Tales elementos remiten, según Cirlot, al trayecto de los humanos desde la cuna al paraíso (o al infierno), con la conocida alternancia de momentos oscuros y luminosos. Y aunque la intensidad eléctrica y el volumen de las ferias ha ido en aumento, así como la sensación de peligro que ofrecen sus atracciones (cada vez más rápidas y agresivas) habrá que aceptar que tanto las de antaño como las actuales comparten idéntica carga simbólica: la rueda, el viaje, el vaivén, el giro inesperado, la sorpresa, el deseo insatisfecho, el misterio indescifrable, el premio al ganador… Es como si los que idearon y construyeron las atracciones a lo largo del tiempo siguieran la pauta de los arquetipos universales de Jung que, a su vez, son reconocidos como algo familiar por quienes después las experimentan.

Disfrutamos con aquello que otros prepararon porque conocían cuáles eran las teclas que debían pulsar para despertar nuestro goce. Y eso es así, seguramente, porque la naturaleza humana es invariable y también son invariables los afanes y los miedos que nos mueven a todos. Y como desconocemos el sentido último de nuestra presencia en el mundo y no somos antropólogos ni iconógrafos como Cirlot, nos va bien informarnos en libros como este acerca de los significados de lo que nos rodea para entender un poco más qué somos, de dónde venimos y adónde vamos.

Moraleja

Considerando lo anterior, trate de guiarse en lo sucesivo por las normas siguientes:

—Reconozca que las fases de la vida, según cualesquiera simbolismo, son tres: inicial (estado paradisíaco, edad de oro), descendente (la caída) y terminal (qué le voy a contar ahora que usted no sepa). Referido a las atracciones de feria: compre una entrada, súbase a la noria o a la montaña rusa, dé unas cuantas vueltas y agradezca salir vivo de la atracción (de momento), aunque sea un poquito mareado.

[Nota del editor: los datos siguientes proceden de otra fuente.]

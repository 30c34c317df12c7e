//! Input handling for the dofsim viewer
//!
//! This crate maps mouse and keyboard input onto an orbiting camera.

mod orbit_controller;

pub use orbit_controller::{CameraControl, OrbitController};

—Admita que el viaje —como escribió Carl Jung— es la imagen de la aspiración hacia un objeto inencontrable, la representación de un anhelo que no puede saciarse. Quizá, la representación de la madre perdida, quizá el retrato de ese vacío que no podemos colmar porque es un pozo sin fondo. Súbase al columpio (un ir y volver al mismo sitio) o gire sobre sí mismo, sin avance alguno, en el tiovivo. Y cuando descubra que el viaje no lleva a ninguna parte, abandone la búsqueda y deje de comportarse como un trompo.

—Acepte, en fin, que la vida está repleta de sorpresas y terrores varios. Y si quiere entrenarse para ello, acuda a las ferias y penetre en las Grutas mágicas, pero sin pedir peras al olmo. Las sorpresas que allí se ofrecen no son nada comparadas con las que nos depara la vida. El fin de la existencia es el mejor de los sustos posibles. Pero no olvide —como escribió Cirlot en su Diccionario de símbolos[2]— que la muerte, además de aterradora, es, también, la suprema liberación. Aprovéchela.


[1] Juan Eduardo Cirlot: Ferias y atracciones. Madrid, Libertarias/Prodhufi S.A. (1992).

[2] Juan Eduardo Cirlot: Diccionario de símbolos. Madrid, Siruela (1997).